• WORK ORDER:
Reproduce, exactly and in full, only the lines below from the one containing "fn parse_user_id(raw: &str)" through the one containing "async fn relay(state: &AppState, command: DispatchCommand)".
# # #
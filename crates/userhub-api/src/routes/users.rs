//! Routes for the user resource.
//!
//! Reads go straight to the store. Creates, updates and deletes are checked
//! here, then relayed to the worker over a fresh stream; the worker's reply
//! decides the response.

use axum::body::Bytes;
use axum::extract::rejection::QueryRejection;
use axum::extract::{Path, Query, State};
use axum::http::StatusCode;
use axum::response::{IntoResponse, Response};
use axum::routing::get;
use axum::{Json, Router};
use tracing::{info, instrument};
use uuid::Uuid;

use userhub_core::error::DomainError;
use userhub_core::event::EventName;
use userhub_core::pagination::{ListParams, PageRequest};
use userhub_core::user::{NewUser, UserPatch};
use userhub_relay::dispatcher::{DispatchCommand, dispatch_command};
use userhub_relay::outcome::{DispatchOutcome, ResponseBody};
use userhub_users::application::query_handlers;

use super::decode_body;
use crate::auth::AuthenticatedUser;
use crate::error::ApiError;
use crate::state::AppState;

fn parse_user_id(raw: &str) -> Result<Uuid, ApiError> {
    Uuid::parse_str(raw)
        .map_err(|_| DomainError::Validation(format!("invalid user id: {raw}")).into())
}

fn ok_with(data: impl serde::Serialize) -> Result<Json<ResponseBody>, ApiError> {
    let data = serde_json::to_value(data)
        .map_err(|e| DomainError::Infrastructure(format!("response serialization failed: {e}")))?;
    Ok(Json(ResponseBody {
        status_code: StatusCode::OK.as_u16(),
        message: None,
        data: Some(data),
    }))
}

fn outcome_response(outcome: DispatchOutcome) -> Response {
    let status = StatusCode::from_u16(outcome.status).unwrap_or(StatusCode::INTERNAL_SERVER_ERROR);
    (status, Json(outcome.body)).into_response()
}

async fn relay(state: &AppState, command: DispatchCommand) -> Response {
    let outcome = dispatch_command(state.dispatcher.as_ref(), command).await;
    info!(status = outcome.status, "relayed command resolved");
    outcome_response(outcome)
}

/// POST /
#[instrument(skip_all)]
async fn create_user(State(state): State<AppState>, body: Bytes) -> Result<Response, ApiError> {
    let new_user: NewUser = decode_body(&body)?;
    new_user.validate()?;

    info!(nickname = %new_user.nickname.trim(), "relaying create");

    Ok(relay(
        &state,
        DispatchCommand {
            event_name: EventName::Created,
            internal_id: None,
            payload: body.to_vec(),
        },
    )
    .await)
}

/// PUT /{id}
#[instrument(skip(state, caller, body), fields(user_id = %id))]
async fn update_user(
    State(state): State<AppState>,
    caller: AuthenticatedUser,
    Path(id): Path<String>,
    body: Bytes,
) -> Result<Response, ApiError> {
    let user_id = parse_user_id(&id)?;
    caller.ensure_owner(user_id)?;
    let patch: UserPatch = decode_body(&body)?;
    patch.validate()?;

    info!("relaying update");

    Ok(relay(
        &state,
        DispatchCommand {
            event_name: EventName::Updated,
            internal_id: Some(user_id),
            payload: body.to_vec(),
        },
    )
    .await)
}

/// DELETE /{id}
#[instrument(skip(state, caller), fields(user_id = %id))]
async fn delete_user(
    State(state): State<AppState>,
    caller: AuthenticatedUser,
    Path(id): Path<String>,
) -> Result<Response, ApiError> {
    let user_id = parse_user_id(&id)?;
    caller.ensure_owner(user_id)?;

    info!("relaying delete");

    Ok(relay(
        &state,
        DispatchCommand {
            event_name: EventName::Deleted,
            internal_id: Some(user_id),
            payload: Vec::new(),
        },
    )
    .await)
}

/// GET /{id}
#[instrument(skip(state))]
async fn get_user(
    State(state): State<AppState>,
    Path(id): Path<String>,
) -> Result<Json<ResponseBody>, ApiError> {
    let user_id = parse_user_id(&id)?;
    let view = query_handlers::get_user_by_id(user_id, state.user_repository.as_ref()).await?;
    ok_with(view)
}

/// GET /
#[instrument(skip_all)]
async fn list_users(
    State(state): State<AppState>,
    params: Result<Query<ListParams>, QueryRejection>,
) -> Result<Json<ResponseBody>, ApiError> {
    let Query(params) =
        params.map_err(|e| DomainError::Validation(format!("invalid query string: {e}")))?;
    let request = PageRequest::from_params(params)?;

    let page = query_handlers::list_users(&request, state.user_repository.as_ref()).await?;
    info!(
        page = page.page,
        limit = page.limit,
        total_rows = page.total_rows,
        "listed users"
    );
    ok_with(page)
}

/// Returns the router for the user resource.
pub fn router() -> Router<AppState> {
    Router::new()
        .route("/", get(list_users).post(create_user))
        .route("/{id}", get(get_user).put(update_user).delete(delete_user))
}
//! Paging, sorting and filtering model for user listings.
//!
//! Everything a client may influence is funnelled through closed
//! enumerations: the sort column, the sort direction and the filter
//! predicate each map to literal SQL fragments, and only the filter *value*
//! is ever bound as a parameter.

use serde::{Deserialize, Serialize};

use crate::error::DomainError;

/// Page size used when the client supplies none (or zero).
pub const DEFAULT_LIMIT: u32 = 10;
/// Page number used when the client supplies none (or zero).
pub const DEFAULT_PAGE: u32 = 1;
/// Largest page size a client may request.
pub const MAX_LIMIT: u32 = 1000;

/// Columns a listing may be ordered by.
#[derive(Debug, Clone, Copy, PartialEq, Eq, Default, Serialize)]
#[serde(rename_all = "snake_case")]
pub enum SortColumn {
    /// `country` (code `0`).
    #[default]
    Country,
    /// `nickname` (code `1`).
    Nickname,
    /// `email` (code `2`).
    Email,
    /// `created_at` (code `3`).
    CreatedAt,
    /// `first_name` (code `4`).
    FirstName,
    /// `last_name` (code `5`).
    LastName,
}

impl SortColumn {
    /// Parses a numeric code or a column name.
    ///
    /// # Errors
    ///
    /// Returns `DomainError::Validation` for anything outside the enumeration.
    pub fn parse(raw: &str) -> Result<Self, DomainError> {
        match raw.trim().to_ascii_lowercase().as_str() {
            "0" | "country" => Ok(Self::Country),
            "1" | "nickname" => Ok(Self::Nickname),
            "2" | "email" => Ok(Self::Email),
            "3" | "created_at" => Ok(Self::CreatedAt),
            "4" | "first_name" => Ok(Self::FirstName),
            "5" | "last_name" => Ok(Self::LastName),
            _ => Err(DomainError::Validation(format!("unsupported sort column: {raw}"))),
        }
    }

    /// The literal column name.
    #[must_use]
    pub fn column(self) -> &'static str {
        match self {
            Self::Country => "country",
            Self::Nickname => "nickname",
            Self::Email => "email",
            Self::CreatedAt => "created_at",
            Self::FirstName => "first_name",
            Self::LastName => "last_name",
        }
    }
}

/// Sort direction.
#[derive(Debug, Clone, Copy, PartialEq, Eq, Default, Serialize)]
#[serde(rename_all = "UPPERCASE")]
pub enum SortDirection {
    /// Ascending (code `0`).
    #[default]
    Asc,
    /// Descending (code `1`).
    Desc,
}

impl SortDirection {
    /// Parses a numeric code or `asc`/`desc`.
    ///
    /// # Errors
    ///
    /// Returns `DomainError::Validation` for anything else.
    pub fn parse(raw: &str) -> Result<Self, DomainError> {
        match raw.trim().to_ascii_lowercase().as_str() {
            "0" | "asc" => Ok(Self::Asc),
            "1" | "desc" => Ok(Self::Desc),
            _ => Err(DomainError::Validation(format!("unsupported sort type: {raw}"))),
        }
    }

    /// The literal SQL keyword.
    #[must_use]
    pub fn keyword(self) -> &'static str {
        match self {
            Self::Asc => "ASC",
            Self::Desc => "DESC",
        }
    }
}

/// Columns a listing may be filtered on with an equality predicate.
#[derive(Debug, Clone, Copy, PartialEq, Eq)]
pub enum FilterField {
    /// `country = ?`
    Country,
    /// `nickname = ?`
    Nickname,
    /// `email = ?`
    Email,
    /// `first_name = ?`
    FirstName,
    /// `last_name = ?`
    LastName,
}

impl FilterField {
    const ALLOWED: [(&'static str, Self); 5] = [
        ("country = ?", Self::Country),
        ("nickname = ?", Self::Nickname),
        ("email = ?", Self::Email),
        ("first_name = ?", Self::FirstName),
        ("last_name = ?", Self::LastName),
    ];

    /// Matches a client-supplied predicate template against the allow-list.
    ///
    /// Comparison ignores case and collapses whitespace, so `"Country=?"`
    /// matches `"country = ?"`; nothing outside the list is accepted.
    ///
    /// # Errors
    ///
    /// Returns `DomainError::Validation` for any other template.
    pub fn from_template(template: &str) -> Result<Self, DomainError> {
        let normalized = normalize_template(template);
        Self::ALLOWED
            .iter()
            .find(|(allowed, _)| normalize_template(allowed) == normalized)
            .map(|(_, field)| *field)
            .ok_or_else(|| DomainError::Validation(format!("unsupported filter query: {template}")))
    }

    /// The literal column name.
    #[must_use]
    pub fn column(self) -> &'static str {
        match self {
            Self::Country => "country",
            Self::Nickname => "nickname",
            Self::Email => "email",
            Self::FirstName => "first_name",
            Self::LastName => "last_name",
        }
    }
}

fn normalize_template(template: &str) -> String {
    template
        .chars()
        .filter(|c| !c.is_whitespace())
        .flat_map(char::to_lowercase)
        .collect()
}

/// An allow-listed equality predicate and its bound value.
#[derive(Debug, Clone, PartialEq, Eq)]
pub struct Filter {
    /// Column to compare.
    pub field: FilterField,
    /// Value bound as a query parameter.
    pub value: String,
}

/// Raw listing parameters as they arrive on the query string.
#[derive(Debug, Clone, Default, Deserialize)]
pub struct ListParams {
    /// Page size.
    pub limit: Option<u32>,
    /// 1-indexed page number.
    pub page: Option<u32>,
    /// Sort column code or name.
    #[serde(rename = "sColumn")]
    pub s_column: Option<String>,
    /// Sort direction code or name.
    #[serde(rename = "sType")]
    pub s_type: Option<String>,
    /// Predicate template, e.g. `country = ?`.
    #[serde(rename = "cQuery")]
    pub c_query: Option<String>,
    /// Value for the predicate template.
    #[serde(rename = "cVal")]
    pub c_val: Option<String>,
}

/// A validated listing request.
#[derive(Debug, Clone, PartialEq, Eq)]
pub struct PageRequest {
    /// Page size, `1..=MAX_LIMIT`.
    pub limit: u32,
    /// 1-indexed page number.
    pub page: u32,
    /// Ordering column.
    pub sort_column: SortColumn,
    /// Ordering direction.
    pub sort_direction: SortDirection,
    /// Optional equality filter.
    pub filter: Option<Filter>,
}

impl Default for PageRequest {
    fn default() -> Self {
        Self {
            limit: DEFAULT_LIMIT,
            page: DEFAULT_PAGE,
            sort_column: SortColumn::default(),
            sort_direction: SortDirection::default(),
            filter: None,
        }
    }
}

fn non_empty(value: Option<String>) -> Option<String> {
    value.filter(|v| !v.is_empty())
}

impl PageRequest {
    /// Validates raw parameters, applying defaults.
    ///
    /// # Errors
    ///
    /// Returns `DomainError::Validation` if the limit is too large, a sort
    /// value is unknown, the filter template is not allow-listed, or only one
    /// of `cQuery`/`cVal` is supplied.
    pub fn from_params(params: ListParams) -> Result<Self, DomainError> {
        let limit = match params.limit {
            None | Some(0) => DEFAULT_LIMIT,
            Some(limit) if limit > MAX_LIMIT => {
                return Err(DomainError::Validation(format!(
                    "limit must not exceed {MAX_LIMIT}"
                )));
            }
            Some(limit) => limit,
        };
        let page = match params.page {
            None | Some(0) => DEFAULT_PAGE,
            Some(page) => page,
        };
        let sort_column = params
            .s_column
            .as_deref()
            .map_or(Ok(SortColumn::default()), SortColumn::parse)?;
        let sort_direction = params
            .s_type
            .as_deref()
            .map_or(Ok(SortDirection::default()), SortDirection::parse)?;

        let filter = match (non_empty(params.c_query), non_empty(params.c_val)) {
            (Some(template), Some(value)) => Some(Filter {
                field: FilterField::from_template(&template)?,
                value,
            }),
            (None, None) => None,
            _ => {
                return Err(DomainError::Validation(
                    "cQuery and cVal must be supplied together".into(),
                ));
            }
        };

        Ok(Self {
            limit,
            page,
            sort_column,
            sort_direction,
            filter,
        })
    }

    /// Number of rows to skip: `(page - 1) * limit`.
    #[must_use]
    pub fn offset(&self) -> u64 {
        u64::from(self.page.saturating_sub(1)) * u64::from(self.limit)
    }
}

/// One page of a listing.
#[derive(Debug, Clone, PartialEq, Eq, Serialize)]
pub struct Page<T> {
    /// Page size used.
    pub limit: u32,
    /// Page number returned.
    pub page: u32,
    /// Ordering column used.
    pub sort_column: SortColumn,
    /// Ordering direction used.
    pub sort_direction: SortDirection,
    /// Rows matching the filter, before paging.
    pub total_rows: u64,
    /// `ceil(total_rows / limit)`.
    pub total_pages: u64,
    /// The rows of this page.
    pub rows: Vec<T>,
}

impl<T> Page<T> {
    /// Assembles a page from the filtered count and the fetched window.
    #[must_use]
    pub fn new(request: &PageRequest, total_rows: u64, rows: Vec<T>) -> Self {
        Self {
            limit: request.limit,
            page: request.page,
            sort_column: request.sort_column,
            sort_direction: request.sort_direction,
            total_rows,
            total_pages: total_rows.div_ceil(u64::from(request.limit.max(1))),
            rows,
        }
    }

    /// Converts every row, keeping the paging metadata.
    #[must_use]
    pub fn map<U>(self, f: impl FnMut(T) -> U) -> Page<U> {
        Page {
            limit: self.limit,
            page: self.page,
            sort_column: self.sort_column,
            sort_direction: self.sort_direction,
            total_rows: self.total_rows,
            total_pages: self.total_pages,
            rows: self.rows.into_iter().map(f).collect(),
        }
    }
}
# # #
• FINAL ANSWER:
fn parse_user_id(raw: &str) -> Result<Uuid, ApiError> {
    Uuid::parse_str(raw)
        .map_err(|_| DomainError::Validation(format!("invalid user id: {raw}")).into())
}

fn ok_with(data: impl serde::Serialize) -> Result<Json<ResponseBody>, ApiError> {
    let data = serde_json::to_value(data)
        .map_err(|e| DomainError::Infrastructure(format!("response serialization failed: {e}")))?;
    Ok(Json(ResponseBody {
        status_code: StatusCode::OK.as_u16(),
        message: None,
        data: Some(data),
    }))
}

fn outcome_response(outcome: DispatchOutcome) -> Response {
    let status = StatusCode::from_u16(outcome.status).unwrap_or(StatusCode::INTERNAL_SERVER_ERROR);
    (status, Json(outcome.body)).into_response()
}

async fn relay(state: &AppState, command: DispatchCommand) -> Response {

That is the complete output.